Am meisten beunruhigt den alten Mann der Fremde; das Zusammentreffen mit ihm setzt schließlich doch so etwas wie eine Handlung in Gang. Ein Pensionsgast scheint er zu sein, der in den frühen Morgenstunden den Ausgang nicht findet. Ihn oder etwas an ihm glaubt er zu erkennen; er ruft bei der Polizei an, um ihn als Terroristen anzuzeigen. Aber das war es nicht. Reminiszenzen setzen sich in Gang. Sie haben mit der Zeit des alten Mannes als Soldat in Russland zu tun; nach und nach schält sich das Lager heraus, in dem er Kriegsgefangene bewachte, die man verhungern ließ. Besonders tritt ihm einer vor das innere Auge, ein Russe, der sich in einem Ofen versteckt hielt; den fand er und führte die über und über geschwärzte Gestalt ab. Das Haus - auch das kommt ihm jetzt wieder - hat ihm die Witwe eines Kriegskameraden namens Karl Müller vermacht. Dieser Müller verwirrt ihn, drei verschiedene Müllers fallen ihm ein; der Name Müller gewinnt Ähnlichkeit mit dem auf dem Eimer getrockneten Putzlumpen, eine leere Form von sinnloser Deutlichkeit.

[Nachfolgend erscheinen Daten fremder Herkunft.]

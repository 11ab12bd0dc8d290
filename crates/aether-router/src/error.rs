use axum::Json;
use axum::http::StatusCode;
use axum::response::{IntoResponse, Response};
use serde_json::json;

use aether_common::{GatewayError, sanitize_error_message};
use aether_protocol::ApiFamily;

fn status_for(error: &GatewayError) -> StatusCode {
    match error.kind() {
        "invalid_request" => StatusCode::BAD_REQUEST,
        "conflict" => StatusCode::CONFLICT,
        "not_found" => StatusCode::NOT_FOUND,
        "embedded_error" | "provider_not_available" | "upstream_error" => StatusCode::BAD_GATEWAY,
        "client_disconnected" => StatusCode::from_u16(499).unwrap_or(StatusCode::BAD_GATEWAY),
        _ => StatusCode::INTERNAL_SERVER_ERROR,
    }
}

/// Render a gateway error in the client family's native error shape.
pub fn error_response(family: ApiFamily, error: &GatewayError) -> Response {
    let status = status_for(error);
    let message = sanitize_error_message(&error.to_string());
    let body = match family {
        ApiFamily::OpenAI => json!({
            "error": {"message": message, "type": error.kind()},
        }),
        ApiFamily::Claude => json!({
            "type": "error",
            "error": {"type": error.kind(), "message": message},
        }),
        ApiFamily::Gemini => json!({
            "error": {
                "code": status.as_u16(),
                "message": message,
                "status": gemini_status_label(status),
            },
        }),
    };
    (status, Json(body)).into_response()
}

pub fn unauthorized(family: ApiFamily) -> Response {
    let body = match family {
        ApiFamily::OpenAI => json!({
            "error": {"message": "missing or invalid api key", "type": "authentication_error"},
        }),
        ApiFamily::Claude => json!({
            "type": "error",
            "error": {"type": "authentication_error", "message": "missing or invalid api key"},
        }),
        ApiFamily::Gemini => json!({
            "error": {"code": 401, "message": "missing or invalid api key", "status": "UNAUTHENTICATED"},
        }),
    };
    (StatusCode::UNAUTHORIZED, Json(body)).into_response()
}

fn gemini_status_label(status: StatusCode) -> &'static str {
    match status.as_u16() {
        400 => "INVALID_ARGUMENT",
        401 => "UNAUTHENTICATED",
        403 => "PERMISSION_DENIED",
        404 => "NOT_FOUND",
        409 => "ABORTED",
        429 => "RESOURCE_EXHAUSTED",
        502 => "BAD_GATEWAY",
        _ => "INTERNAL",
    }
}
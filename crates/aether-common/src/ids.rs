use uuid::Uuid;

const BASE62: &[u8] = b"0123456789ABCDEFGHIJKLMNOPQRSTUVWXYZabcdefghijklmnopqrstuvwxyz";

/// Opaque public-facing id for async tasks.
///
/// Decouples clients from upstream task ids; never reversible back to them.
pub fn new_short_id() -> String {
    let mut value = Uuid::new_v4().as_u128();
    let mut out = Vec::with_capacity(22);
    while value > 0 {
        out.push(BASE62[(value % 62) as usize]);
        value /= 62;
    }
    while out.len() < 22 {
        out.push(b'0');
    }
    out.reverse();
    String::from_utf8(out).expect("base62 output is ascii")
}

pub fn new_request_id() -> String {
    Uuid::new_v4().to_string()
}

#[cfg(test)]
mod tests {
    use super::*;

    #[test]
    fn short_ids_are_fixed_width_and_unique() {
        let a = new_short_id();
        let b = new_short_id();
        assert_eq!(a.len(), 22);
        assert_eq!(b.len(), 22);
        assert_ne!(a, b);
        assert!(a.bytes().all(|c| c.is_ascii_alphanumeric()));
    }
}
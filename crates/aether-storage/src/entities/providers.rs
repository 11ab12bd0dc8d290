use sea_orm::entity::prelude::*;
use time::OffsetDateTime;

#[sea_orm::model]
#[derive(Clone, Debug, PartialEq, DeriveEntityModel)]
#[sea_orm(table_name = "providers")]
pub struct Model {
    #[sea_orm(primary_key)]
    pub id: i64,
    #[sea_orm(unique_key = "provider_name")]
    pub name: String,
    pub is_active: bool,
    /// Provider-level conversion override; skips endpoint policy when true.
    pub enable_format_conversion: bool,
    pub created_at: OffsetDateTime,
    pub updated_at: OffsetDateTime,
}

impl ActiveModelBehavior for ActiveModel {}
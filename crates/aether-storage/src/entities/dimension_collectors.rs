use sea_orm::entity::prelude::*;
use time::OffsetDateTime;

/// Data-driven extraction rule for one billing dimension.
#[sea_orm::model]
#[derive(Clone, Debug, PartialEq, DeriveEntityModel)]
#[sea_orm(table_name = "dimension_collectors")]
pub struct Model {
    #[sea_orm(primary_key)]
    pub id: i64,
    pub api_format: String,
    pub task_type: String,
    pub dimension_name: String,
    /// request | response | metadata | computed
    pub source_type: String,
    pub source_path: Option<String>,
    /// int | float | string
    pub value_type: String,
    pub transform_expression: Option<String>,
    pub default_value: Option<String>,
    pub priority: i32,
    pub is_enabled: bool,
    pub created_at: OffsetDateTime,
    pub updated_at: OffsetDateTime,
}

impl ActiveModelBehavior for ActiveModel {}
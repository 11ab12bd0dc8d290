use serde::{Deserialize, Serialize};
use serde_json::{Map, Value};
use time::OffsetDateTime;

/// Canonical chat request the normalizers translate through.
///
/// Holds the fields every family can express; anything family-specific rides
/// in `extra` untouched so a round trip does not silently drop it.
#[derive(Debug, Clone, Default, PartialEq)]
pub struct InternalChatRequest {
    pub model: String,
    pub system: Option<String>,
    pub messages: Vec<InternalMessage>,
    pub max_tokens: Option<i64>,
    pub temperature: Option<f64>,
    pub top_p: Option<f64>,
    pub stop: Vec<String>,
    pub stream: bool,
    pub extra: Map<String, Value>,
}

#[derive(Debug, Clone, Copy, PartialEq, Eq, Serialize, Deserialize)]
#[serde(rename_all = "lowercase")]
pub enum MessageRole {
    User,
    Assistant,
}

#[derive(Debug, Clone, PartialEq)]
pub struct InternalMessage {
    pub role: MessageRole,
    pub text: String,
}

#[derive(Debug, Clone, Copy, Default, PartialEq, Eq, Serialize, Deserialize)]
pub struct InternalUsage {
    pub input_tokens: i64,
    pub output_tokens: i64,
    pub cache_read_tokens: i64,
    pub cache_creation_tokens: i64,
}

impl InternalUsage {
    pub fn is_empty(&self) -> bool {
        self.input_tokens == 0
            && self.output_tokens == 0
            && self.cache_read_tokens == 0
            && self.cache_creation_tokens == 0
    }
}

#[derive(Debug, Clone, Default, PartialEq)]
pub struct InternalChatResponse {
    pub id: Option<String>,
    pub model: Option<String>,
    pub text: String,
    pub finish_reason: Option<String>,
    pub usage: InternalUsage,
}

/// Family-agnostic streaming delta, decoded from one upstream chunk.
#[derive(Debug, Clone, PartialEq)]
pub enum InternalStreamEvent {
    Start {
        id: Option<String>,
        model: Option<String>,
    },
    TextDelta(String),
    Usage(InternalUsage),
    Done {
        finish_reason: Option<String>,
    },
}

#[derive(Debug, Clone, Copy, PartialEq, Eq, Hash, Serialize, Deserialize)]
#[serde(rename_all = "lowercase")]
pub enum VideoStatus {
    Pending,
    Submitted,
    Queued,
    Processing,
    Completed,
    Failed,
    Cancelled,
}

impl VideoStatus {
    pub fn as_str(self) -> &'static str {
        match self {
            VideoStatus::Pending => "pending",
            VideoStatus::Submitted => "submitted",
            VideoStatus::Queued => "queued",
            VideoStatus::Processing => "processing",
            VideoStatus::Completed => "completed",
            VideoStatus::Failed => "failed",
            VideoStatus::Cancelled => "cancelled",
        }
    }

    pub fn parse(value: &str) -> Option<Self> {
        match value {
            "pending" => Some(VideoStatus::Pending),
            "submitted" => Some(VideoStatus::Submitted),
            "queued" => Some(VideoStatus::Queued),
            "processing" => Some(VideoStatus::Processing),
            "completed" => Some(VideoStatus::Completed),
            "failed" => Some(VideoStatus::Failed),
            "cancelled" => Some(VideoStatus::Cancelled),
            _ => None,
        }
    }

    pub fn is_terminal(self) -> bool {
        matches!(
            self,
            VideoStatus::Completed | VideoStatus::Failed | VideoStatus::Cancelled
        )
    }
}

#[derive(Debug, Clone, Default, PartialEq)]
pub struct InternalVideoRequest {
    pub model: String,
    pub prompt: String,
    pub duration_seconds: Option<f64>,
    pub resolution: Option<String>,
    pub aspect_ratio: Option<String>,
    pub extra: Map<String, Value>,
}

#[derive(Debug, Clone, Default, PartialEq)]
pub struct InternalVideoPollResult {
    pub status: VideoStatus,
    pub progress_percent: i32,
    pub video_url: Option<String>,
    pub video_urls: Vec<String>,
    pub expires_at: Option<OffsetDateTime>,
    pub video_duration_seconds: Option<f64>,
    pub error_code: Option<String>,
    pub error_message: Option<String>,
    pub raw_response: Option<Value>,
}

impl Default for VideoStatus {
    fn default() -> Self {
        VideoStatus::Pending
    }
}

Eins allerdings glaubt man dem alten Mann und seiner Autorin nicht: Dass aus all diesen Schatten ihm zum Schluss der Begriff „seiner Schuld” entgegentritt. Ohne dieses Bekenntnis, wenn es auch noch so geistesabwesend geschieht, darf sich das schlimme Vergangene in der zeitgenössischen Literatur immer noch nicht blicken lassen. Dabei liegt auf der Hand, dass dieses Leben gerade durch die Begriffslosigkeit dessen, wohinein es geriet, mit der völligen Erstarrung der ihm verbliebenen vier Jahrzehnte gestraft worden ist. Wenn man es paradox zuspitzen will: Der alte Mann hat gesühnt, indem er nicht gesühnt hat. Und natürlich findet man auch den zweiten Automatismus am Werk, der bei jedem auch noch so kurzen Stück zeitgenössischer deutscher Prosa greift: Das Buch muss nach dem Willen des Verlags unbedingt „Roman” heißen. Dieser Name überschreitet die Qualität der Stille, durch die sich Pareis Buch auszeichnet.
BURKHARD MÜLLER
INKA PAREI: Was Dunkelheit war. Roman. Schöffling Verlag, Frankfurt am Main 2005, 169 Seiten, 18,90 Euro.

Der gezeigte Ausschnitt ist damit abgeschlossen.